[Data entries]

Start of Block

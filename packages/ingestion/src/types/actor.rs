//! Resolved caller identity.
//!
//! The engine receives an already-resolved actor and never resolves
//! credentials itself. Every provenance event records who acted.

use serde::{Deserialize, Serialize};
use uuid::Uuid;

/// Who performed a state-changing operation.
#[derive(Debug, Clone, PartialEq, Eq, Serialize, Deserialize)]
#[serde(tag = "type", content = "id", rename_all = "snake_case")]
pub enum Actor {
    /// A human operator in the moderation console
    Operator(Uuid),
    /// An automated producer (connector), identified by its origin key
    Producer(String),
    /// The pipeline itself, or an enrichment processor
    Machine(String),
}

impl Actor {
    /// The pipeline's own machine identity.
    pub fn pipeline() -> Self {
        Actor::Machine("pipeline".to_string())
    }

    pub fn actor_type(&self) -> &'static str {
        match self {
            Actor::Operator(_) => "operator",
            Actor::Producer(_) => "producer",
            Actor::Machine(_) => "machine",
        }
    }

    pub fn actor_id(&self) -> String {
        match self {
            Actor::Operator(id) => id.to_string(),
            Actor::Producer(origin) => origin.clone(),
            Actor::Machine(name) => name.clone(),
        }
    }

    pub fn is_operator(&self) -> bool {
        matches!(self, Actor::Operator(_))
    }
}
impl JobLedger {
    pub fn new(store: Store, config: &EngineConfig) -> Self {
        Self {
            store,
            lease_seconds: config.lease_seconds,
            max_attempts: config.max_attempts,
            backoff_base_secs: config.backoff_base_secs,
            backoff_ceiling_secs: config.backoff_ceiling_secs,
        }
    }

    /// Enqueue work, collapsing onto any live job for the same target.
    pub async fn enqueue(
        &self,
        target_type: &str,
        target_id: Uuid,
        input: &JobInput,
    ) -> Result<EnqueueResult> {
        let mut tx = self.store.begin().await?;
        let result =
            schedule_with_in_tx(&mut tx, target_type, target_id, input, None, self.max_attempts)
                .await?;
        tx.commit().await?;
        Ok(result)
    }

    /// Schedule work for a later run; same idempotency as `enqueue`.
    pub async fn schedule(
        &self,
        target_type: &str,
        target_id: Uuid,
        input: &JobInput,
        run_at: DateTime<Utc>,
    ) -> Result<EnqueueResult> {
        let mut tx = self.store.begin().await?;
        let result = schedule_with_in_tx(
            &mut tx,
            target_type,
            target_id,
            input,
            Some(run_at),
            self.max_attempts,
        )
        .await?;
        tx.commit().await?;
        Ok(result)
    }

    /// Claim up to `batch_size` ready jobs for a worker.
    ///
    /// Ready means queued with no future `next_run_at`, or claimed with
    /// an expired lease. Each claim is an atomic conditional update, so
    /// a job lost to a racing worker is simply skipped.
    pub async fn claim(
        &self,
        worker_id: &str,
        kinds: &[JobKind],
        batch_size: i64,
    ) -> Result<Vec<Job>> {
        let now = Utc::now();
        let lease_expires_at = now + Duration::seconds(self.lease_seconds);

        let mut conn = self.store.pool().acquire().await?;

        let mut builder = QueryBuilder::new(
            "SELECT id FROM jobs WHERE ((status = 'queued' AND (next_run_at IS NULL OR next_run_at <= ",
        );
        builder.push_bind(now);
        builder.push(")) OR (status = 'claimed' AND lease_expires_at < ");
        builder.push_bind(now);
        builder.push("))");
        if !kinds.is_empty() {
            builder.push(" AND kind IN (");
            let mut separated = builder.separated(", ");
            for kind in kinds {
                separated.push_bind(*kind);
            }
            builder.push(")");
        }
        builder.push(" ORDER BY next_run_at IS NOT NULL, next_run_at, created_at LIMIT ");
        builder.push_bind(batch_size);

        let ids: Vec<Uuid> = builder
            .build_query_scalar()
            .fetch_all(&mut *conn)
            .await?;

        let mut claimed = Vec::with_capacity(ids.len());
        for id in ids {
            if let Some(job) = claim_one(&mut conn, id, worker_id, now, lease_expires_at).await? {
                claimed.push(job);
            }
        }

        if !claimed.is_empty() {
            info!(worker_id, count = claimed.len(), "claimed jobs");
        }
        Ok(claimed)
    }

    /// Claim one specific job.
    ///
    /// Succeeds when the job is queued and ready, or claimed with an
    /// expired lease; anything else is a conflict.
    pub async fn claim_job(&self, job_id: Uuid, worker_id: &str) -> Result<Job> {
        let now = Utc::now();
        let lease_expires_at = now + Duration::seconds(self.lease_seconds);

        let mut conn = self.store.pool().acquire().await?;
        claim_one(&mut conn, job_id, worker_id, now, lease_expires_at)
            .await?
            .ok_or_else(|| {
                IngestError::conflict(format!(
                    "job {job_id} is not claimable; held, resolved or not yet due"
                ))
            })
    }

    /// Report the result of a claimed job.
    ///
    /// Only the current leaseholder may submit; anything else is a
    /// conflict. Retryable failures requeue with exponential backoff
    /// while attempts remain, then dead-letter. Non-retryable failures
    /// dead-letter immediately.
    pub async fn submit_result(
        &self,
        job_id: Uuid,
        worker_id: &str,
        outcome: JobOutcome,
    ) -> Result<Job> {
        let mut tx = self.store.begin().await?;
        let job = self
            .submit_result_in_tx(&mut tx, job_id, worker_id, outcome)
            .await?;
        tx.commit().await?;
        Ok(job)
    }

    pub(crate) async fn submit_result_in_tx(
        &self,
        conn: &mut SqliteConnection,
        job_id: Uuid,
        worker_id: &str,
        outcome: JobOutcome,
    ) -> Result<Job> {
        let now = Utc::now();

        match outcome {
            JobOutcome::Success(result) => {
                let job = sqlx::query_as::<_, Job>(&format!(
                    r#"
                    UPDATE jobs
                    SET status = 'done', result = $1, worker_id = NULL,
                        lease_expires_at = NULL, updated_at = $2
                    WHERE id = $3 AND status = 'claimed' AND worker_id = $4
                    RETURNING {JOB_COLUMNS}
                    "#,
                ))
                .bind(Json(result))
                .bind(now)
                .bind(job_id)
                .bind(worker_id)
                .fetch_optional(&mut *conn)
                .await?
                .ok_or_else(|| stale_submission(job_id, worker_id))?;

                Ok(job)
            }
            JobOutcome::Failure { message, kind } => {
                let current = Job::find_in_tx(conn, job_id).await?;
                if current.status != JobStatus::Claimed
                    || current.worker_id.as_deref() != Some(worker_id)
                {
                    return Err(stale_submission(job_id, worker_id));
                }

                let exhausted = current.attempt >= current.max_attempts;
                if kind.should_retry() && !exhausted {
                    let delay = self.backoff_delay(current.attempt);
                    let next_run_at = now + delay;

                    let job = sqlx::query_as::<_, Job>(&format!(
                        r#"
                        UPDATE jobs
                        SET status = 'queued', worker_id = NULL, lease_expires_at = NULL,
                            next_run_at = $1, error_message = $2, error_kind = $3,
                            updated_at = $4
                        WHERE id = $5 AND status = 'claimed' AND worker_id = $6
                        RETURNING {JOB_COLUMNS}
                        "#,
                    ))
                    .bind(next_run_at)
                    .bind(&message)
                    .bind(kind)
                    .bind(now)
                    .bind(job_id)
                    .bind(worker_id)
                    .fetch_optional(&mut *conn)
                    .await?
                    .ok_or_else(|| stale_submission(job_id, worker_id))?;

                    ProvenanceEvent::record(
                        conn,
                        "job",
                        job.id,
                        "job_retry_scheduled",
                        &Actor::pipeline(),
                        serde_json::json!({
                            "attempt": job.attempt,
                            "max_attempts": job.max_attempts,
                            "next_run_at": next_run_at,
                            "error": message,
                        }),
                    )
                    .await?;

                    warn!(job_id = %job.id, attempt = job.attempt, "job failed, retry scheduled");
                    Ok(job)
                } else {
                    let job = sqlx::query_as::<_, Job>(&format!(
                        r#"
                        UPDATE jobs
                        SET status = 'dead_letter', worker_id = NULL, lease_expires_at = NULL,
                            error_message = $1, error_kind = $2, updated_at = $3
                        WHERE id = $4 AND status = 'claimed' AND worker_id = $5
                        RETURNING {JOB_COLUMNS}
                        "#,
                    ))
                    .bind(&message)
                    .bind(kind)
                    .bind(now)
                    .bind(job_id)
                    .bind(worker_id)
                    .fetch_optional(&mut *conn)
                    .await?
                    .ok_or_else(|| stale_submission(job_id, worker_id))?;

                    ProvenanceEvent::record(
                        conn,
                        "job",
                        job.id,
                        "job_dead_lettered",
                        &Actor::pipeline(),
                        serde_json::json!({
                            "attempt": job.attempt,
                            "error_kind": kind,
                            "error": message,
                        }),
                    )
                    .await?;

                    warn!(job_id = %job.id, attempt = job.attempt, ?kind, "job dead-lettered");
                    Ok(job)
                }
            }
        }
    }

    /// Requeue claimed jobs whose lease has expired.
    ///
    /// A reaped lease does not consume an attempt: the claim-time
    /// increment is rolled back so a crashed worker cannot burn the
    /// retry budget.
    pub async fn reap_expired(&self) -> Result<u64> {
        let now = Utc::now();
        let mut tx = self.store.begin().await?;

        let ids: Vec<Uuid> = sqlx::query_scalar(
            "SELECT id FROM jobs WHERE status = 'claimed' AND lease_expires_at < $1",
        )
        .bind(now)
        .fetch_all(&mut *tx)
        .await?;

        let mut reaped = 0u64;
        for id in ids {
            let job = sqlx::query_as::<_, Job>(&format!(
                r#"
                UPDATE jobs
                SET status = 'queued', worker_id = NULL, lease_expires_at = NULL,
                    attempt = attempt - 1, updated_at = $1
                WHERE id = $2 AND status = 'claimed' AND lease_expires_at < $1
                RETURNING {JOB_COLUMNS}
                "#,
            ))
            .bind(now)
            .bind(id)
            .fetch_optional(&mut *tx)
            .await?;

            if let Some(job) = job {
                ProvenanceEvent::record(
                    &mut tx,
                    "job",
                    job.id,
                    "job_lease_reaped",
                    &Actor::pipeline(),
                    serde_json::json!({ "attempt": job.attempt }),
                )
                .await?;
                reaped += 1;
            }
        }

        tx.commit().await?;

        if reaped > 0 {
            warn!(count = reaped, "reaped expired job leases");
        }
        Ok(reaped)
    }

    pub async fn find(&self, job_id: Uuid) -> Result<Job> {
        Job::find_by_id(self.store.pool(), job_id).await
    }

    pub async fn list(&self, filter: &JobFilter) -> Result<Vec<Job>> {
        let mut builder = QueryBuilder::new(format!("SELECT {JOB_COLUMNS} FROM jobs WHERE 1=1"));
        if let Some(status) = filter.status {
            builder.push(" AND status = ");
            builder.push_bind(status);
        }
        if let Some(kind) = filter.kind {
            builder.push(" AND kind = ");
            builder.push_bind(kind);
        }
        builder.push(" ORDER BY created_at DESC LIMIT ");
        builder.push_bind(filter.limit.unwrap_or(100));

        let jobs = builder
            .build_query_as::<Job>()
            .fetch_all(self.store.pool())
            .await?;
        Ok(jobs)
    }

    fn backoff_delay(&self, attempt: i32) -> Duration {
        backoff_delay(self.backoff_base_secs, self.backoff_ceiling_secs, attempt)
    }
}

End of Block

(Problem requirements) Pull every line holding "Uuid" out of the records.

(Response to the task)
use uuid::Uuid;
    Operator(Uuid),
        target_id: Uuid,
        target_id: Uuid,
        let ids: Vec<Uuid> = builder
    pub async fn claim_job(&self, job_id: Uuid, worker_id: &str) -> Result<Job> {
        job_id: Uuid,
        job_id: Uuid,
        let ids: Vec<Uuid> = sqlx::query_scalar(
    pub async fn find(&self, job_id: Uuid) -> Result<Job> {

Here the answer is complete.